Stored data
****
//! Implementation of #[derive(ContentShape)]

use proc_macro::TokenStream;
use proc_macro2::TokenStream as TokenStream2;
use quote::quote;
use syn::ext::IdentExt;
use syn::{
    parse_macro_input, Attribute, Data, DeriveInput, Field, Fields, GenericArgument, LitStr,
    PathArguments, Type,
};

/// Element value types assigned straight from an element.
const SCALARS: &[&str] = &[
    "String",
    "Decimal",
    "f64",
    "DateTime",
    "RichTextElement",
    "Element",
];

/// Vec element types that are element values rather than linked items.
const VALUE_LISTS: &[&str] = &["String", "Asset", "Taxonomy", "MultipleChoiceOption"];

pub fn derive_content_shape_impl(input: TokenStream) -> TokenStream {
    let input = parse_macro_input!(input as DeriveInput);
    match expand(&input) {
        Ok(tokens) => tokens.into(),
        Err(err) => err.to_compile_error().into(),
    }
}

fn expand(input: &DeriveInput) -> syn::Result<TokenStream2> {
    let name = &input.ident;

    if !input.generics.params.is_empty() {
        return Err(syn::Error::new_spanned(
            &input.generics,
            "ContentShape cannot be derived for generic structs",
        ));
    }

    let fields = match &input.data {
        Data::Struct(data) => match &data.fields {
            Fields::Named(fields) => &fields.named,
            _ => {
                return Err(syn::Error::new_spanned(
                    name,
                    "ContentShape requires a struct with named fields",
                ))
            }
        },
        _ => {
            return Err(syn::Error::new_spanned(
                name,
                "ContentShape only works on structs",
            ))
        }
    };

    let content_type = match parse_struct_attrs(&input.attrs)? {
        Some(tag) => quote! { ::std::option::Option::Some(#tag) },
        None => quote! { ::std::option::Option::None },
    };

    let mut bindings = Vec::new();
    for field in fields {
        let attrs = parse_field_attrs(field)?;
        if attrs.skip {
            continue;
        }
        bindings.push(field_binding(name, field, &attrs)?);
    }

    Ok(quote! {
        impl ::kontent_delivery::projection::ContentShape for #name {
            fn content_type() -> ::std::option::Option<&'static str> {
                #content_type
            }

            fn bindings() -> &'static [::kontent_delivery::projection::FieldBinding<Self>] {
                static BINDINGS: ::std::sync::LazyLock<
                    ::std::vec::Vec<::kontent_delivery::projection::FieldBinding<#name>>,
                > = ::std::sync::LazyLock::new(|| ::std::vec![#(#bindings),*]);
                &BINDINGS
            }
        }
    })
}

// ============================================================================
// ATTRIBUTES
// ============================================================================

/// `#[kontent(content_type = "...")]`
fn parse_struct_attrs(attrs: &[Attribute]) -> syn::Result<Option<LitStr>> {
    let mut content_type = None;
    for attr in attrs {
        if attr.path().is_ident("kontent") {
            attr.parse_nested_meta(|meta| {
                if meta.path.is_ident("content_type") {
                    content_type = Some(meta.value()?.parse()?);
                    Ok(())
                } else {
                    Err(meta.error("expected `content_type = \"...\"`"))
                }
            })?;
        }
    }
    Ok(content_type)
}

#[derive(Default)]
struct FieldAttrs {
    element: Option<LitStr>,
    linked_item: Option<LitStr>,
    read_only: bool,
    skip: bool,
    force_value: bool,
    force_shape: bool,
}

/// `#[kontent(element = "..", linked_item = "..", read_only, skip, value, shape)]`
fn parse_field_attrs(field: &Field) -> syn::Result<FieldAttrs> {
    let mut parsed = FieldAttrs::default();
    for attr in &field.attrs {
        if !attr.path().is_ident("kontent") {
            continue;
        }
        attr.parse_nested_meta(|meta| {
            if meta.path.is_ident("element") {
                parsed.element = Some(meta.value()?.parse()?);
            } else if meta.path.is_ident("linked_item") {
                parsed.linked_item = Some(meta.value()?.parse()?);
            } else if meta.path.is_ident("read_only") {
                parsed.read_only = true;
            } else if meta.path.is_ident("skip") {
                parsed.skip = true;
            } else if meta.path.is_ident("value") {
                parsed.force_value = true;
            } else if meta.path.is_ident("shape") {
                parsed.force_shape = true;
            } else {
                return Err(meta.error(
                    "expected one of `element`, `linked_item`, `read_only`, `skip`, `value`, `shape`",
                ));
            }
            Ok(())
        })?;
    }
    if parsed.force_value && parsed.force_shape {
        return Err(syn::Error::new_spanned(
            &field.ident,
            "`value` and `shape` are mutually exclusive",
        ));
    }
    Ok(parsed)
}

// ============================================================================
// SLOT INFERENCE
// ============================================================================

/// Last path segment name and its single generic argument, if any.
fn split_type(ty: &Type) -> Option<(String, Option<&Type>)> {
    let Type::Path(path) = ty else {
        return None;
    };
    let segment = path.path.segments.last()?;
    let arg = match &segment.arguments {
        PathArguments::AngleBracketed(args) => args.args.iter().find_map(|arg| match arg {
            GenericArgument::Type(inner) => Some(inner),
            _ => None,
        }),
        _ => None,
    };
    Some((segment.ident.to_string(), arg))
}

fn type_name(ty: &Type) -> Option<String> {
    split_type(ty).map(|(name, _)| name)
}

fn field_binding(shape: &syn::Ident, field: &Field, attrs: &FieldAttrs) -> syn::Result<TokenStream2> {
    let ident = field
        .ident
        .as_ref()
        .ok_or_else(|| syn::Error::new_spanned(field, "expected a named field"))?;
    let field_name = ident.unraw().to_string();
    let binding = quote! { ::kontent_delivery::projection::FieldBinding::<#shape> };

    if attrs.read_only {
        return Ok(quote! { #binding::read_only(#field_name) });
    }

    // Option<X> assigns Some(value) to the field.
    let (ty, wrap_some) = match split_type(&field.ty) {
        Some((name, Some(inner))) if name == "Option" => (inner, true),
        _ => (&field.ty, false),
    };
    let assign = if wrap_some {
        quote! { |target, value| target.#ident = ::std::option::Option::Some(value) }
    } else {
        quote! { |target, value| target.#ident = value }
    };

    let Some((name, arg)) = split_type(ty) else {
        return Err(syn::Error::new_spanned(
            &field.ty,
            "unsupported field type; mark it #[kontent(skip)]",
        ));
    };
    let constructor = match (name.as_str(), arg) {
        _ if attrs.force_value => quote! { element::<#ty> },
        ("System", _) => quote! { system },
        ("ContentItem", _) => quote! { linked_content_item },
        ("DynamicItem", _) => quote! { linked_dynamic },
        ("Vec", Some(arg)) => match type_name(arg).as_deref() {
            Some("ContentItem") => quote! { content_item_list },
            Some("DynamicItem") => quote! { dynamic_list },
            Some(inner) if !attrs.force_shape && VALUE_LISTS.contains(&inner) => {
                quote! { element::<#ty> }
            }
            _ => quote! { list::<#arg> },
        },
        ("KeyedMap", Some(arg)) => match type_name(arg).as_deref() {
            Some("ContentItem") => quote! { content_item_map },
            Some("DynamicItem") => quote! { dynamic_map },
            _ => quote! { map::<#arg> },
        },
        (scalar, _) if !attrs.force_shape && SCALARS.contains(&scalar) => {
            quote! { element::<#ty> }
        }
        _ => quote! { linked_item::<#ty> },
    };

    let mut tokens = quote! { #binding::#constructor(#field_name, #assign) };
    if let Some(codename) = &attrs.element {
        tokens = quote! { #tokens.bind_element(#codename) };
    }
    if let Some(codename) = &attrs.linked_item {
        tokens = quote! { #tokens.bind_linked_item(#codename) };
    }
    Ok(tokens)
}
****
▸ **Problem**: Each line of the data must be retyped exactly as written.

▸ **Solution to this exercise**:
//! Implementation of #[derive(ContentShape)]

use proc_macro::TokenStream;
use proc_macro2::TokenStream as TokenStream2;
use quote::quote;
use syn::ext::IdentExt;
use syn::{
    parse_macro_input, Attribute, Data, DeriveInput, Field, Fields, GenericArgument, LitStr,
    PathArguments, Type,
};

/// Element value types assigned straight from an element.
const SCALARS: &[&str] = &[
    "String",
    "Decimal",
    "f64",
    "DateTime",
    "RichTextElement",
    "Element",
];

/// Vec element types that are element values rather than linked items.
const VALUE_LISTS: &[&str] = &["String", "Asset", "Taxonomy", "MultipleChoiceOption"];

pub fn derive_content_shape_impl(input: TokenStream) -> TokenStream {
    let input = parse_macro_input!(input as DeriveInput);
    match expand(&input) {
        Ok(tokens) => tokens.into(),
        Err(err) => err.to_compile_error().into(),
    }
}

fn expand(input: &DeriveInput) -> syn::Result<TokenStream2> {
    let name = &input.ident;

    if !input.generics.params.is_empty() {
        return Err(syn::Error::new_spanned(
            &input.generics,
            "ContentShape cannot be derived for generic structs",
        ));
    }

    let fields = match &input.data {
        Data::Struct(data) => match &data.fields {
            Fields::Named(fields) => &fields.named,
            _ => {
                return Err(syn::Error::new_spanned(
                    name,
                    "ContentShape requires a struct with named fields",
                ))
            }
        },
        _ => {
            return Err(syn::Error::new_spanned(
                name,
                "ContentShape only works on structs",
            ))
        }
    };

    let content_type = match parse_struct_attrs(&input.attrs)? {
        Some(tag) => quote! { ::std::option::Option::Some(#tag) },
        None => quote! { ::std::option::Option::None },
    };

    let mut bindings = Vec::new();
    for field in fields {
        let attrs = parse_field_attrs(field)?;
        if attrs.skip {
            continue;
        }
        bindings.push(field_binding(name, field, &attrs)?);
    }

    Ok(quote! {
        impl ::kontent_delivery::projection::ContentShape for #name {
            fn content_type() -> ::std::option::Option<&'static str> {
                #content_type
            }

            fn bindings() -> &'static [::kontent_delivery::projection::FieldBinding<Self>] {
                static BINDINGS: ::std::sync::LazyLock<
                    ::std::vec::Vec<::kontent_delivery::projection::FieldBinding<#name>>,
                > = ::std::sync::LazyLock::new(|| ::std::vec![#(#bindings),*]);
                &BINDINGS
            }
        }
    })
}

// ============================================================================
// ATTRIBUTES
// ============================================================================

/// `#[kontent(content_type = "...")]`
fn parse_struct_attrs(attrs: &[Attribute]) -> syn::Result<Option<LitStr>> {
    let mut content_type = None;
    for attr in attrs {
        if attr.path().is_ident("kontent") {
            attr.parse_nested_meta(|meta| {
                if meta.path.is_ident("content_type") {
                    content_type = Some(meta.value()?.parse()?);
                    Ok(())
                } else {
                    Err(meta.error("expected `content_type = \"...\"`"))
                }
            })?;
        }
    }
    Ok(content_type)
}

#[derive(Default)]
struct FieldAttrs {
    element: Option<LitStr>,
    linked_item: Option<LitStr>,
    read_only: bool,
    skip: bool,
    force_value: bool,
    force_shape: bool,
}

/// `#[kontent(element = "..", linked_item = "..", read_only, skip, value, shape)]`
fn parse_field_attrs(field: &Field) -> syn::Result<FieldAttrs> {
    let mut parsed = FieldAttrs::default();
    for attr in &field.attrs {
        if !attr.path().is_ident("kontent") {
            continue;
        }
        attr.parse_nested_meta(|meta| {
            if meta.path.is_ident("element") {
                parsed.element = Some(meta.value()?.parse()?);
            } else if meta.path.is_ident("linked_item") {
                parsed.linked_item = Some(meta.value()?.parse()?);
            } else if meta.path.is_ident("read_only") {
                parsed.read_only = true;
            } else if meta.path.is_ident("skip") {
                parsed.skip = true;
            } else if meta.path.is_ident("value") {
                parsed.force_value = true;
            } else if meta.path.is_ident("shape") {
                parsed.force_shape = true;
            } else {
                return Err(meta.error(
                    "expected one of `element`, `linked_item`, `read_only`, `skip`, `value`, `shape`",
                ));
            }
            Ok(())
        })?;
    }
    if parsed.force_value && parsed.force_shape {
        return Err(syn::Error::new_spanned(
            &field.ident,
            "`value` and `shape` are mutually exclusive",
        ));
    }
    Ok(parsed)
}

// ============================================================================
// SLOT INFERENCE
// ============================================================================

/// Last path segment name and its single generic argument, if any.
fn split_type(ty: &Type) -> Option<(String, Option<&Type>)> {
    let Type::Path(path) = ty else {
        return None;
    };
    let segment = path.path.segments.last()?;
    let arg = match &segment.arguments {
        PathArguments::AngleBracketed(args) => args.args.iter().find_map(|arg| match arg {
            GenericArgument::Type(inner) => Some(inner),
            _ => None,
        }),
        _ => None,
    };
    Some((segment.ident.to_string(), arg))
}

fn type_name(ty: &Type) -> Option<String> {
    split_type(ty).map(|(name, _)| name)
}

fn field_binding(shape: &syn::Ident, field: &Field, attrs: &FieldAttrs) -> syn::Result<TokenStream2> {
    let ident = field
        .ident
        .as_ref()
        .ok_or_else(|| syn::Error::new_spanned(field, "expected a named field"))?;
    let field_name = ident.unraw().to_string();
    let binding = quote! { ::kontent_delivery::projection::FieldBinding::<#shape> };

    if attrs.read_only {
        return Ok(quote! { #binding::read_only(#field_name) });
    }

    // Option<X> assigns Some(value) to the field.
    let (ty, wrap_some) = match split_type(&field.ty) {
        Some((name, Some(inner))) if name == "Option" => (inner, true),
        _ => (&field.ty, false),
    };
    let assign = if wrap_some {
        quote! { |target, value| target.#ident = ::std::option::Option::Some(value) }
    } else {
        quote! { |target, value| target.#ident = value }
    };

    let Some((name, arg)) = split_type(ty) else {
        return Err(syn::Error::new_spanned(
            &field.ty,
            "unsupported field type; mark it #[kontent(skip)]",
        ));
    };
    let constructor = match (name.as_str(), arg) {
        _ if attrs.force_value => quote! { element::<#ty> },
        ("System", _) => quote! { system },
        ("ContentItem", _) => quote! { linked_content_item },
        ("DynamicItem", _) => quote! { linked_dynamic },
        ("Vec", Some(arg)) => match type_name(arg).as_deref() {
            Some("ContentItem") => quote! { content_item_list },
            Some("DynamicItem") => quote! { dynamic_list },
            Some(inner) if !attrs.force_shape && VALUE_LISTS.contains(&inner) => {
                quote! { element::<#ty> }
            }
            _ => quote! { list::<#arg> },
        },
        ("KeyedMap", Some(arg)) => match type_name(arg).as_deref() {
            Some("ContentItem") => quote! { content_item_map },
            Some("DynamicItem") => quote! { dynamic_map },
            _ => quote! { map::<#arg> },
        },
        (scalar, _) if !attrs.force_shape && SCALARS.contains(&scalar) => {
            quote! { element::<#ty> }
        }
        _ => quote! { linked_item::<#ty> },
    };

    let mut tokens = quote! { #binding::#constructor(#field_name, #assign) };
    if let Some(codename) = &attrs.element {
        tokens = quote! { #tokens.bind_element(#codename) };
    }
    if let Some(codename) = &attrs.linked_item {
        tokens = quote! { #tokens.bind_linked_item(#codename) };
    }
    Ok(tokens)
}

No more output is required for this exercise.